Discouraged, Lorenzo began to turn away, but the glint of swift-moving steel caught his eye and compelled him to look back.

The blade belonged to Bernardo Baroncelli. With a viciousness Lorenzo would never have dreamed him capable of, Baroncelli ran his long knife deep into the pit of Francesco Nori’s stomach. Nori’s eyes bulged as he stared down at the intrusion; his lips formed a small, perfect O as he fell backward, sliding off Baroncelli’s sword.

Lorenzo let go a sob. Poliziano and della Stuffa took his shoulders and pushed him away, across the altar and toward the tall doors of the sacristy. “Get Francesco!” he begged them. “Someone bring Francesco. He is still alive; I know it!”

He tried again to turn, to call out for his brother, but this time his people would not let him slow their relentless march to the sacristy. Lorenzo felt a physical pain in his chest, a pressure so brutal he thought his heart would burst.

He had wounded Giuliano. He had hurt him in his most vulnerable moment, and when Giuliano had said, I love you, Lorenzo… Please don’t make me choose , Lorenzo had been cruel. Had turned him away, without help-the one thing he owed Giuliano most of all.

How could he explain to the others that he could never leave his younger brother behind? How could he explain the responsibility he felt for Giuliano, who had lost his father so young and had always looked to Lorenzo for guidance? How could he explain the promise he had made to his father on the latter’s deathbed? They were all too concerned with the safety of Lorenzo il Magnifico , whom they considered to be the greatest man in Florence, but they were wrong, all of them.

Lorenzo was pushed behind the thick, heavy doors of the sacristy. They slammed shut after someone ventured out to fetch the wounded Nori.

Inside, the airless, windowless chamber smelled of sacrificial wine and the dust that had settled on the priests’ vestments. Lorenzo grabbed each man who had pushed him to safety; he studied each face, and was each time disappointed. The greatest man in Florence was not here.

He thought of Baroncelli’s great curving knife and of the bright blood on Francesco de’ Pazzi’s thigh and tunic. The images propelled him to move for the doors, with the intention of flinging them open and going back to rescue his brother. But della Stuffa sensed his intention, and immediately pressed his body against the exit. Old Michelozzo joined him, then Antonio Ridolfo; the weight of the three men held the doors shut fast. Lorenzo was pushed to the outer edge of the engraved brass. There was a grimness in their expressions, an unspoken, unspeakable knowledge that Lorenzo could not and would not accept.

Hysterically, he pounded on the cold brass until his fists ached-and then he continued to pound until they bled.

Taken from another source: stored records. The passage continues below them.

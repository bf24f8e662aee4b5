use clap::Parser;

mod cli;

use std::{
    fs::File,
    io::{self, BufReader, BufWriter, Write},
};

use anyhow::{Context, Result};
use cli::Cli;
use log::{info, LevelFilter};
use promoter_extract::{batch, registry::Registry};

fn main() -> Result<()> {
    pretty_env_logger::formatted_builder()
        .filter_level(LevelFilter::Info)
        .parse_env("RUST_LOG")
        .init();

    // Parse CLI arguments
    let args = Cli::parse();
    let (genome_file, coords_file) = args.get_input();
    let output_location = args.get_output();

    // Load every genome up front; any failure here ends the run.
    let registry = Registry::load(&genome_file, args.name_rule())?;

    let coords = BufReader::new(
        File::open(&coords_file)
            .with_context(|| format!("could not open coordinate file {}", coords_file.display()))?,
    );

    // Write to a file or stdout, flushing explicitly so that write errors surface.
    let mut output: BufWriter<Box<dyn Write>> = match &output_location {
        Some(path) => BufWriter::new(Box::new(
            File::create(path)
                .with_context(|| format!("could not create output file {}", path.display()))?,
        )),
        None => BufWriter::new(Box::new(io::stdout().lock())),
    };

    let summary = batch::run(coords, &registry, &mut output, &args.settings())?;
    output.flush()?;

    // The summary goes to stderr whatever the log level.
    eprintln!(
        "extracted {}/{} promoter windows ({} wrapped, {} degraded, {} skipped)",
        summary.success,
        summary.total,
        summary.wrapped,
        summary.degraded,
        summary.skipped.len()
    );
    if let Some(path) = output_location {
        info!("promoter windows written to {}", path.display());
    }
    Ok(())
}
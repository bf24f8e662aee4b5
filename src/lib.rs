// Upstream promoter windows for CDS starts on circular genomes.
//
// registry indexes genomes by name, coords turns coordinate headers into
// records, window cuts the window (wrapping around the origin when needed)
// and batch ties them together over a whole coordinate file.

pub mod batch;
pub mod coords;
pub mod registry;
pub mod window;
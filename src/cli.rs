use std::path::PathBuf;

use clap::{builder::RangedU64ValueParser, Parser};

use promoter_extract::{
    batch::BatchSettings,
    coords::Grammar,
    registry::NameRule,
};

/// Extract upstream promoter windows for CDS starts on circular genomes
#[derive(Parser)]
#[command(author, version, about, long_about = None)]
pub struct Cli {
    /// a FASTA-formatted file of complete (circular) genomes
    #[arg(value_name = "GENOME_FASTA", required = true)]
    genomes: PathBuf,

    /// a coordinate file with one '>'-prefixed CDS header per line
    #[arg(value_name = "COORDS", required = true)]
    coords: PathBuf,

    /// output to this location (default is stdout)
    #[arg(short, long, value_name = "FILE")]
    output: Option<PathBuf>,

    /// number of bases upstream of each CDS start to extract
    #[arg(
        short,
        long,
        default_value_t = 100,
        value_parser = RangedU64ValueParser::<usize>::new().range(1..)
    )]
    window_len: usize,

    /// layout of the coordinate headers
    #[arg(short, long, value_enum, default_value_t = Grammar::Homer)]
    grammar: Grammar,

    /// genome names are the part of each FASTA identifier before this character
    #[arg(short = 'd', long, default_value_t = '_', conflicts_with = "whole_id")]
    id_delimiter: char,

    /// use each FASTA identifier unchanged as the genome name
    #[arg(long)]
    whole_id: bool,
}

impl Cli {
    pub fn get_input(&self) -> (PathBuf, PathBuf) {
        (self.genomes.clone(), self.coords.clone())
    }

    pub fn get_output(&self) -> Option<PathBuf> {
        self.output.clone()
    }

    pub fn settings(&self) -> BatchSettings {
        BatchSettings {
            window_len: self.window_len,
            grammar: self.grammar,
        }
    }

    pub fn name_rule(&self) -> NameRule {
        if self.whole_id {
            NameRule::Whole
        } else {
            NameRule::Prefix(self.id_delimiter)
        }
    }
}

#[cfg(test)]
mod tests {
    use super::*;
    use clap::CommandFactory;

    #[test]
    fn command_is_well_formed() {
        Cli::command().debug_assert();
    }

    #[test]
    fn defaults() {
        let cli = Cli::parse_from(["promoter-extract", "genomes.fa", "homer.txt"]);
        assert_eq!(
            cli.get_input(),
            (PathBuf::from("genomes.fa"), PathBuf::from("homer.txt"))
        );
        assert_eq!(cli.get_output(), None);
        assert_eq!(cli.settings(), BatchSettings::default());
        assert_eq!(cli.name_rule(), NameRule::Prefix('_'));
    }

    #[test]
    fn options() {
        let cli = Cli::parse_from([
            "promoter-extract",
            "genomes.fa",
            "cat.txt",
            "-o",
            "out.fa",
            "-w",
            "500",
            "-g",
            "range",
            "--whole-id",
        ]);
        assert_eq!(cli.get_output(), Some(PathBuf::from("out.fa")));
        assert_eq!(
            cli.settings(),
            BatchSettings {
                window_len: 500,
                grammar: Grammar::Range,
            }
        );
        assert_eq!(cli.name_rule(), NameRule::Whole);
    }

    #[test]
    fn zero_window_is_rejected() {
        assert!(Cli::try_parse_from(["promoter-extract", "g.fa", "c.txt", "-w", "0"]).is_err());
    }
}
//! Bearer credential codec.
//!
//! A credential is `header.payload.signature`; the payload is base64url JSON with at least
//! a numeric `exp` (seconds since epoch). The client never verifies the signature: the
//! backend is the only party that trusts or rejects a credential, this module only tells
//! whether the payload is readable and not yet expired.
//!
//! Decoding is all-or-nothing. A payload either yields a complete [`Claims`] value or an
//! [`Error`]; identity claims that are missing are filled with the fallbacks documented
//! in [`crate::identity`].

use crate::identity::{lenient_role, Identity, Role};
use base64ct::{Base64UrlUnpadded, Encoding};
use serde::{de, Deserialize, Deserializer};
use serde_json::Value;
use thiserror::Error;

#[derive(Debug, Error)]
pub enum Error {
    #[error("invalid token format")]
    TokenFormat,
    #[error("invalid base64url encoding")]
    Base64,
    #[error("invalid json")]
    Json(#[from] serde_json::Error),
    #[error("missing expiration")]
    MissingExpiry,
    #[error("token expired at {exp} (now {now})")]
    Expired { exp: i64, now: i64 },
}

impl Error {
    /// True when the payload decoded but the expiry has passed.
    #[must_use]
    pub fn is_expired(&self) -> bool {
        matches!(self, Error::Expired { .. })
    }
}

/// Decoded credential payload.
#[derive(Debug, Clone, PartialEq, Eq)]
pub struct Claims {
    pub exp: i64,
    pub subject: Option<String>,
    pub username: Option<String>,
    pub role: Option<Role>,
}

impl Claims {
    /// A credential is valid only while `exp` is strictly in the future.
    #[must_use]
    pub fn is_expired(&self, now_unix: i64) -> bool {
        self.exp <= now_unix
    }

    #[must_use]
    pub fn identity(&self) -> Identity {
        Identity::new(self.subject.clone(), self.username.clone(), self.role)
    }
}

#[derive(Deserialize)]
struct RawClaims {
    #[serde(default, deserialize_with = "numeric_date")]
    exp: Option<i64>,
    #[serde(default, deserialize_with = "lenient_string")]
    id: Option<String>,
    #[serde(default, rename = "_id", deserialize_with = "lenient_string")]
    object_id: Option<String>,
    #[serde(default, deserialize_with = "lenient_string")]
    sub: Option<String>,
    #[serde(default, deserialize_with = "lenient_string")]
    username: Option<String>,
    #[serde(default, deserialize_with = "lenient_role")]
    role: Option<Role>,
}

fn numeric_date<'de, D>(deserializer: D) -> Result<Option<i64>, D::Error>
where
    D: Deserializer<'de>,
{
    match Option::<Value>::deserialize(deserializer)? {
        None | Some(Value::Null) => Ok(None),
        Some(Value::Number(number)) => number
            .as_i64()
            .or_else(|| number.as_f64().map(|seconds| seconds.floor() as i64))
            .map(Some)
            .ok_or_else(|| de::Error::custom("exp out of range")),
        Some(_) => Err(de::Error::custom("exp must be numeric")),
    }
}

fn lenient_string<'de, D>(deserializer: D) -> Result<Option<String>, D::Error>
where
    D: Deserializer<'de>,
{
    Ok(match Option::<Value>::deserialize(deserializer)? {
        Some(Value::String(value)) if !value.trim().is_empty() => Some(value),
        Some(Value::Number(value)) => Some(value.to_string()),
        _ => None,
    })
}

fn b64d_json<T: for<'de> Deserialize<'de>>(segment: &str) -> Result<T, Error> {
    let bytes = Base64UrlUnpadded::decode_vec(segment.trim_end_matches('='))
        .map_err(|_| Error::Base64)?;
    Ok(serde_json::from_slice(&bytes)?)
}

/// Decode the payload of a three-segment credential.
///
/// # Errors
/// Returns an error if the credential does not have exactly three non-empty segments,
/// the payload is not base64url JSON, or `exp` is missing or not numeric.
pub fn decode(token: &str) -> Result<Claims, Error> {
    let mut segments = token.trim().split('.');
    let (Some(header), Some(payload), Some(signature), None) = (
        segments.next(),
        segments.next(),
        segments.next(),
        segments.next(),
    ) else {
        return Err(Error::TokenFormat);
    };

    if header.is_empty() || payload.is_empty() || signature.is_empty() {
        return Err(Error::TokenFormat);
    }

    let raw: RawClaims = b64d_json(payload)?;
    let exp = raw.exp.ok_or(Error::MissingExpiry)?;

    Ok(Claims {
        exp,
        subject: raw.id.or(raw.object_id).or(raw.sub),
        username: raw.username,
        role: raw.role,
    })
}

/// Decode a credential and reject it if it has expired at `now_unix`.
///
/// # Errors
/// Returns [`Error::Expired`] for an expired credential, or any [`decode`] error.
pub fn validate(token: &str, now_unix: i64) -> Result<Claims, Error> {
    let claims = decode(token)?;
    if claims.is_expired(now_unix) {
        return Err(Error::Expired {
            exp: claims.exp,
            now: now_unix,
        });
    }
    Ok(claims)
}

#[cfg(test)]
#[allow(clippy::unwrap_used)]
mod tests {
    use super::*;
    use serde_json::json;

    const NOW: i64 = 1_700_000_000;

    fn token_with(payload: &Value) -> String {
        let header = Base64UrlUnpadded::encode_string(br#"{"alg":"HS256","typ":"JWT"}"#);
        let body = Base64UrlUnpadded::encode_string(payload.to_string().as_bytes());
        format!("{header}.{body}.c2lnbmF0dXJl")
    }

    #[test]
    fn test_decode_reads_identity_claims() {
        let token = token_with(&json!({
            "id": "64f1c0",
            "username": "alice",
            "role": "superadmin",
            "exp": NOW + 3600
        }));

        let claims = decode(&token).unwrap();
        assert_eq!(claims.exp, NOW + 3600);
        assert_eq!(claims.subject.as_deref(), Some("64f1c0"));
        assert_eq!(claims.username.as_deref(), Some("alice"));
        assert_eq!(claims.role, Some(Role::SuperAdmin));
        assert!(claims.identity().is_super_admin());
    }

    #[test]
    fn test_decode_falls_back_to_sub_and_placeholder() {
        let claims = decode(&token_with(&json!({ "sub": "u-1", "exp": NOW }))).unwrap();
        assert_eq!(claims.subject.as_deref(), Some("u-1"));

        let claims = decode(&token_with(&json!({ "exp": NOW }))).unwrap();
        let identity = claims.identity();
        assert_eq!(identity.id, crate::identity::PLACEHOLDER_SUBJECT);
        assert_eq!(identity.role, None);
    }

    #[test]
    fn test_decode_accepts_fractional_exp() {
        let claims = decode(&token_with(&json!({ "exp": 1_700_000_000.75 }))).unwrap();
        assert_eq!(claims.exp, NOW);
    }

    #[test]
    fn test_decode_rejects_wrong_segment_count() {
        assert!(matches!(decode("abc"), Err(Error::TokenFormat)));
        assert!(matches!(decode("a.b"), Err(Error::TokenFormat)));
        assert!(matches!(decode("a.b.c.d"), Err(Error::TokenFormat)));
        assert!(matches!(decode("a..c"), Err(Error::TokenFormat)));
        assert!(matches!(decode(""), Err(Error::TokenFormat)));
    }

    #[test]
    fn test_decode_rejects_garbage_payload() {
        assert!(matches!(decode("a.!!!.c"), Err(Error::Base64)));

        let not_json = Base64UrlUnpadded::encode_string(b"not json");
        assert!(matches!(
            decode(&format!("a.{not_json}.c")),
            Err(Error::Json(_))
        ));
    }

    #[test]
    fn test_decode_requires_numeric_exp() {
        assert!(matches!(
            decode(&token_with(&json!({ "username": "alice" }))),
            Err(Error::MissingExpiry)
        ));
        assert!(matches!(
            decode(&token_with(&json!({ "exp": "tomorrow" }))),
            Err(Error::Json(_))
        ));
    }

    #[test]
    fn test_validate_treats_exp_equal_to_now_as_expired() {
        let token = token_with(&json!({ "exp": NOW }));
        let err = validate(&token, NOW).unwrap_err();
        assert!(err.is_expired());

        assert!(validate(&token, NOW - 1).is_ok());
    }

    #[test]
    fn test_validate_rejects_past_exp() {
        let token = token_with(&json!({ "exp": NOW - 10 }));
        match validate(&token, NOW) {
            Err(Error::Expired { exp, now }) => {
                assert_eq!(exp, NOW - 10);
                assert_eq!(now, NOW);
            }
            other => panic!("expected expiry error, got {other:?}"),
        }
    }
}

The scholar Angelo Poliziano struggled to wrap a piece of wool, torn from his own mantle, around the bleeding cut on Lorenzo’s neck. Lorenzo tried to push the distraction away, but Poliziano persisted until the wound was bound tight.

All the while, Lorenzo did not cease his frantic efforts. “My brother!” he cried shrilly, and would not be moved by those who came to comfort him, would not be stilled or quieted. “I must go and find him! My brother! Where is my brother?…”

Moments earlier, Giuliano had looked up in amazement as Baroncelli lifted his great knife overhead-the tip of the blade pointed directly at the younger Medici brother’s heart.

It happened too quickly for Giuliano to be frightened. Instinctively, he backed away-into a body that pressed against him, so firm and so fast, there could be no doubt its owner was part of the conspiracy. Giuliano glimpsed the man behind him, dressed in the robes of a penitent-and then gasped at the cold, burning sensation of steel sliding into his back, just below his ribs.

He had been terribly wounded. He was surrounded by assassins, and about to die.

The realizations did not distress him as much as the fact that he was trapped and unable to warn Lorenzo. Surely his brother would be the next target.

“Lorenzo,” he said emphatically, as Baroncelli’s knife at last came flashing down, the blade reflecting a hundred tiny flames from the candles on the altar. But his utterance was drowned out by Baroncelli’s panicked, nonsensical cry: “Here, traitor!”

The blow caught Giuliano between his uppermost pair of ribs. There came the dull crack of bone, and a second spasm of pain so intense, so impossible, it left him breathless.

Baroncelli’s clean-shaven face, so close to Giuliano’s own, gleamed with sweat. He grunted with effort as he withdrew the knife; it came out whistling. Giuliano fought to draw another breath, to call out Lorenzo’s name again; it came out less audible than a whisper.

And in that instant, as he stared up at the knife, as Baroncelli prepared to deliver another blow, Giuliano was transported to another place, another time: to the river Arno, on a long-ago day in late spring.

He called out for his brother, but no answer came; Lorenzo had disappeared beneath the cloudy water. Giuliano’s eyes stung. He could not find his strength or his breath, but he knew what he must do.

Dear God , he prayed, with the sincerity of a child. Let me rescue my brother .

With strength he did not have, he pushed backward against the penitent, causing the man to step back onto the hem of his garment and fall, tangled in his robes.

Giuliano was free to flee, to stagger away from his attackers-but he knew that their main target must be Lorenzo.

Time slowed, just as it did that day in the Arno. Despite his lethargy, Giuliano willed himself to do the impossible and create a barrier between the attackers and Lorenzo. If he could not cry out a warning to his brother, he could at least slow the murderers down.

He heard his brother’s voice. Giuliano! Brother, speak to me!

He could not have said whether it came from within the Duomo, or whether it was an echo from childhood, the voice of an eleven-year-old boy calling from the banks of a river. He wanted to tell his brother to run, but he could not speak. He struggled to draw in a breath, and choked on warm liquid.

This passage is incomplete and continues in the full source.